• **Exercise**
Search the records for the string "Client" and return each line that has it.

BEGIN Material for this task

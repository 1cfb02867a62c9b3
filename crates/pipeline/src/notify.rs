//! Notification dispatch.
//!
//! Wraps the transactional-email call and the Telegram side calls. Failures
//! are captured as result values and reported back to the orchestrator for
//! bookkeeping; nothing here retries, and nothing here fails a request.

use serde::Deserialize;
use serde_json::json;

use crate::config::{EmailConfig, TelegramConfig};

/// Outcome of a single dispatch attempt. The error string is persisted
/// verbatim in the notification record for operator diagnosis.
pub type DispatchResult<T = ()> = Result<T, String>;

#[derive(Clone)]
pub struct NotificationDispatcher {
    http: reqwest::Client,
    email: EmailConfig,
    telegram: TelegramConfig,
}

#[derive(Debug, Deserialize)]
struct TelegramResponse {
    ok: bool,
    result: Option<TelegramInviteLink>,
    description: Option<String>,
}

#[derive(Debug, Deserialize)]
struct TelegramInviteLink {
    invite_link: Option<String>,
}

impl NotificationDispatcher {
    pub fn new(email: EmailConfig, telegram: TelegramConfig) -> Self {
        Self {
            http: reqwest::Client::new(),
            email,
            telegram,
        }
    }

    /// Send the onboarding email. At most one attempt per accepted event.
    pub async fn send_access_email(
        &self,
        to: &str,
        product_name: &str,
        invite_link: Option<&str>,
    ) -> DispatchResult {
        let api_key = self
            .email
            .api_key
            .as_deref()
            .ok_or_else(|| "email provider not configured".to_string())?;

        let invite_section = match invite_link {
            Some(link) => format!(
                "<p>Join the private channel here: <a href=\"{link}\">{link}</a></p>"
            ),
            None => String::new(),
        };
        let html = format!(
            "<h2>Your {product_name} is ready</h2>\
             <p>Thanks for your purchase. Your access is now active.</p>\
             {invite_section}\
             <p>Reply to this email if anything looks off.</p>"
        );

        let response = self
            .http
            .post(format!("{}/emails", self.email.api_base))
            .bearer_auth(api_key)
            .json(&json!({
                "from": self.email.from,
                "to": [to],
                "subject": format!("Your {product_name} access"),
                "html": html,
            }))
            .send()
            .await
            .map_err(|e| format!("email request failed: {e}"))?;

        let status = response.status();
        if status.is_success() {
            Ok(())
        } else {
            let body = response.text().await.unwrap_or_default();
            Err(format!("email provider returned {status}: {body}"))
        }
    }

    /// Issue a single-use invite link to the premium channel.
    pub async fn issue_chat_invite(&self) -> DispatchResult<String> {
        let (token, chat_id) = match (
            self.telegram.bot_token.as_deref(),
            self.telegram.channel_chat_id.as_deref(),
        ) {
            (Some(token), Some(chat_id)) => (token, chat_id),
            _ => return Err("telegram invite not configured".to_string()),
        };

        let response = self
            .http
            .post(format!(
                "{}/bot{}/createChatInviteLink",
                self.telegram.api_base, token
            ))
            .json(&json!({ "chat_id": chat_id, "member_limit": 1 }))
            .send()
            .await
            .map_err(|e| format!("telegram request failed: {e}"))?;

        let parsed: TelegramResponse = response
            .json()
            .await
            .map_err(|e| format!("telegram response unreadable: {e}"))?;

        if !parsed.ok {
            return Err(format!(
                "telegram error: {}",
                parsed.description.unwrap_or_else(|| "unknown".to_string())
            ));
        }
        parsed
            .result
            .and_then(|r| r.invite_link)
            .ok_or_else(|| "telegram response missing invite_link".to_string())
    }

    /// Best-effort operator alert. Callers log the result and move on.
    pub async fn operator_alert(&self, text: &str) -> DispatchResult {
        let (token, chat_id) = match (
            self.telegram.bot_token.as_deref(),
            self.telegram.alert_chat_id.as_deref(),
        ) {
            (Some(token), Some(chat_id)) => (token, chat_id),
            _ => return Err("telegram alerts not configured".to_string()),
        };

        let response = self
            .http
            .post(format!(
                "{}/bot{}/sendMessage",
                self.telegram.api_base, token
            ))
            .json(&json!({ "chat_id": chat_id, "text": text }))
            .send()
            .await
            .map_err(|e| format!("telegram request failed: {e}"))?;

        if response.status().is_success() {
            Ok(())
        } else {
            Err(format!("telegram returned {}", response.status()))
        }
    }
}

END Material for this task

• **Written response**
    http: reqwest::Client,
            http: reqwest::Client::new(),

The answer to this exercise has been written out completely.